IBJ_logo_011017

    Measures are under way to bolster the Illinois Department of Labor’s ability to crack down on contractors who try to dodge tax liabilities by misclassifying workers.
    Two new laws were signed this summer by Gov. Pat Quinn, with each set to go into effect Jan. 1, 2014.
    House Bill 2649 amends the Employee Classification Act to allow the Illinois Department of Labor to commence an action against an employer before an administrative law judge for misclassifying an employee or taking retaliatory action against an employee for exercising his or her rights under the act.
    Under current law, penalties assessed by the department or other relief that may be sought is only recoverable by the department in an action brought by the Illinois Attorney General. The law allows for individual liability in cases where any officer or agent of a corporation “knowingly permits” an employer to violate the provisions of the Employee Classification Act. The individual liability component of the legislation prevents an employer from re-incorporating to avoid liability.
    State Sen. Andy Manar, a Bunker Hill Democrat who represents the 48th Legislative District, was the chief Senate sponsor of HB 2649 and has backed similar issues.
    “The Employee Classification Act and other labor laws are designed to protect workers’ rights and safety,” Manar said. “I sponsored these measures to ensure that our labor laws are being applied equally to all employers.”
    The other new law, House Bill 923, amends the Employee Classification Act to require that a contractor report information to the Department of Labor on individuals, sole proprietors or partnerships that the contractor employs in a calendar year that are not considered “employees” for the purpose of the act.

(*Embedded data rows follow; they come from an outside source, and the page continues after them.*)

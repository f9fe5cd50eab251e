// Copyright (c) Consus Contributors
// SPDX-License-Identifier: Apache-2.0

use serde::{Deserialize, Serialize};

use crate::{
    partition_for, ClusterId, CommId, DataCenterId, PaxosGroupId, ReplicaSet, Ring, VersionId,
    MAX_REPLICATION_FACTOR,
};

/// Lifecycle of a server as tracked by the coordinator. Only ONLINE servers
/// are considered for leadership and message targeting.
#[derive(Clone, Copy, Debug, PartialEq, Eq, Serialize, Deserialize)]
pub enum MemberState {
    Registered,
    Online,
    Offline,
}

/// A data center participating in the deployment.
#[derive(Clone, Debug, Serialize, Deserialize)]
pub struct DataCenter {
    pub id: DataCenterId,
    pub name: String,
}

/// A transaction manager and its coordinator-assigned state.
#[derive(Clone, Debug, Serialize, Deserialize)]
pub struct Txman {
    pub id: CommId,
    pub dc: DataCenterId,
    pub state: MemberState,
}

/// A key-value store node and its coordinator-assigned state.
#[derive(Clone, Debug, Serialize, Deserialize)]
pub struct Kvs {
    pub id: CommId,
    pub dc: DataCenterId,
    pub state: MemberState,
}

/// A group of up to nine transaction managers in one data center that jointly
/// own transactions and replicate their operation logs.
#[derive(Clone, Debug, Default, PartialEq, Eq, Serialize, Deserialize)]
pub struct PaxosGroup {
    pub id: PaxosGroupId,
    pub dc: DataCenterId,
    pub members: Vec<CommId>,
}

impl PaxosGroup {
    pub fn new(id: PaxosGroupId, dc: DataCenterId, members: Vec<CommId>) -> Self {
        assert!(!members.is_empty());
        assert!(members.len() <= MAX_REPLICATION_FACTOR);
        Self { id, dc, members }
    }

    pub fn size(&self) -> usize {
        self.members.len()
    }

    /// Majority threshold over the group's members.
    pub fn quorum(&self) -> usize {
        self.members.len() / 2 + 1
    }

    /// Index of `id` within the group, or None for non-members.
    pub fn index(&self, id: CommId) -> Option<usize> {
        self.members.iter().position(|m| *m == id)
    }
}

/// A versioned snapshot of cluster membership published by the coordinator:
/// data centers, transaction managers and their paxos groups, key-value store
/// nodes and the per-data-center rings.
///
/// Snapshots are immutable; a new configuration epoch is published as a whole
/// new value behind an atomic pointer swap.
#[derive(Clone, Debug, Serialize, Deserialize)]
pub struct ClusterConfig {
    pub cluster: ClusterId,
    pub version: VersionId,
    pub data_centers: Vec<DataCenter>,
    pub txmans: Vec<Txman>,
    pub groups: Vec<PaxosGroup>,
    pub kvss: Vec<Kvs>,
    pub rings: Vec<Ring>,
}

impl ClusterConfig {
    pub fn get_group(&self, id: PaxosGroupId) -> Option<&PaxosGroup> {
        self.groups.iter().find(|g| g.id == id)
    }

    /// All groups `id` is a member of.
    pub fn groups_for(&self, id: CommId) -> Vec<PaxosGroupId> {
        self.groups
            .iter()
            .filter(|g| g.index(id).is_some())
            .map(|g| g.id)
            .collect()
    }

    pub fn is_member(&self, group: PaxosGroupId, id: CommId) -> bool {
        self.get_group(group)
            .map(|g| g.index(id).is_some())
            .unwrap_or(false)
    }

    pub fn txman_state(&self, id: CommId) -> Option<MemberState> {
        self.txmans.iter().find(|t| t.id == id).map(|t| t.state)
    }

    pub fn kvs_state(&self, id: CommId) -> Option<MemberState> {
        self.kvss.iter().find(|k| k.id == id).map(|k| k.state)
    }

    pub fn txman_dc(&self, id: CommId) -> Option<DataCenterId> {
        self.txmans.iter().find(|t| t.id == id).map(|t| t.dc)
    }

    pub fn kvs_dc(&self, id: CommId) -> Option<DataCenterId> {
        self.kvss.iter().find(|k| k.id == id).map(|k| k.dc)
    }

    /// Chooses the set of groups a transaction beginning in `home` solicits
    /// votes from: the home group plus one group in every other data center.
    /// Fails when some data center currently has no group.
    pub fn choose_groups(&self, home: PaxosGroupId) -> Option<Vec<PaxosGroupId>> {
        let home_group = self.get_group(home)?;
        let mut chosen = vec![home];
        for dc in &self.data_centers {
            if dc.id == home_group.dc {
                continue;
            }
            let other = self.groups.iter().find(|g| g.dc == dc.id)?;
            chosen.push(other.id);
        }
        Some(chosen)
    }

    /// The first ONLINE member of `group`, in member-index order.
    pub fn first_alive(&self, group: PaxosGroupId) -> Option<CommId> {
        let g = self.get_group(group)?;
        g.members
            .iter()
            .copied()
            .find(|m| self.txman_state(*m) == Some(MemberState::Online))
    }

    /// Any ONLINE key-value store in `dc`, for use as the initiating replica
    /// of a replicated operation.
    pub fn choose_kvs(&self, dc: DataCenterId) -> Option<CommId> {
        self.kvss
            .iter()
            .find(|k| k.dc == dc && k.state == MemberState::Online)
            .map(|k| k.id)
    }

    pub fn ring(&self, dc: DataCenterId) -> Option<&Ring> {
        self.rings.iter().find(|r| r.dc == dc)
    }

    /// Maps a (table, key) pair to its replica set within `dc`.
    pub fn hash(&self, dc: DataCenterId, table: &[u8], key: &[u8]) -> Option<ReplicaSet> {
        let ring = self.ring(dc)?;
        let rs = ring.replica_set(partition_for(table, key));
        if rs.num_replicas() == 0 {
            return None;
        }
        Some(rs)
    }
}

#[cfg(test)]
mod tests {
    use super::*;
    use crate::local_cluster;

    #[test]
    fn group_quorum_and_index() {
        let members: Vec<CommId> = (1..=5).map(CommId::new).collect();
        let group = PaxosGroup::new(PaxosGroupId::new(1), DataCenterId::new(1), members);
        assert_eq!(group.quorum(), 3);
        assert_eq!(group.index(CommId::new(3)), Some(2));
        assert_eq!(group.index(CommId::new(77)), None);
    }

    #[test]
    fn choose_groups_spans_every_data_center() {
        let cluster = local_cluster(3, 3, 2);
        let home = cluster.config.groups[0].id;
        let chosen = cluster.config.choose_groups(home).unwrap();
        assert_eq!(chosen.len(), 3);
        assert_eq!(chosen[0], home);
        let mut dcs: Vec<_> = chosen
            .iter()
            .map(|g| cluster.config.get_group(*g).unwrap().dc)
            .collect();
        dcs.sort();
        dcs.dedup();
        assert_eq!(dcs.len(), 3);
    }

    #[test]
    fn first_alive_skips_offline_members() {
        let mut cluster = local_cluster(1, 3, 1);
        let group = cluster.config.groups[0].clone();
        let first = group.members[0];
        cluster
            .config
            .txmans
            .iter_mut()
            .find(|t| t.id == first)
            .unwrap()
            .state = MemberState::Offline;
        assert_eq!(cluster.config.first_alive(group.id), Some(group.members[1]));
    }

    #[test]
    fn snapshot_survives_serialization() {
        let cluster = local_cluster(2, 3, 2);
        let bytes = bcs::to_bytes(&cluster.config).unwrap();
        let decoded: ClusterConfig = bcs::from_bytes(&bytes).unwrap();
        assert_eq!(decoded.version, cluster.config.version);
        assert_eq!(decoded.groups, cluster.config.groups);
    }
}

    The report must include: 1) the contractor’s name, address, and business identification number; 2) the individual, sole proprietor, or partnership name, address and federal employee identification number; and 3) the total amount paid to a person or entity not considered an employee.
    HB 923 also provides for penalties for lack of reporting and public disclosure of portions of the report. The intent of the bill is to ensure that contractors are correctly classifying employees and paying the appropriate amount of taxes and benefits to employees and the State of Illinois.
    In the case of HB 2649, a committee of the Senate pushed through an amendment that gives an employer official notice of a complaint and additional time to answer the complaint. It also lowers the penalties under the act and removes “responsible bidders” on public works projects from the individual liability provisions in the bill. Such bidders already are required to meet a number of specifications to be eligible for state-funded work.
    “Under the Prevailing Wage Act, a contractor or subcontractor must record and submit the classification of all its workers to the Illinois Department of Labor. Therefore, employers are already meeting the reporting needs necessary under HB 2649,” according to information from Senate staff.
    According to the Department of Labor, the purpose of HB 923 is to address “the common practice” in the construction industry of contractors misclassifying workers as independent contractors in order to avoid tax and labor laws, such as payroll taxes, unemployment insurance requirements, workers’ compensation premiums, and minimum wage requirements.
    The bill also creates a provision for individual liability to avoid a circumstance where a person ceases operations and establishes a new entity to avoid individual liability under the act.
    The department estimates that employee misclassification costs the state between $55 million and $62 million per year in lost unemployment insurance taxes, as well as between $353 million and $589 million in income taxes, and $121 million in lost workers’ compensation premiums.
    The concept of individual liability in labor acts is not a new one. There are individual liability provisions in the Illinois Prevailing Wage Act, the Wage Payment and Collection Act, and the Unemployment Insurance Act.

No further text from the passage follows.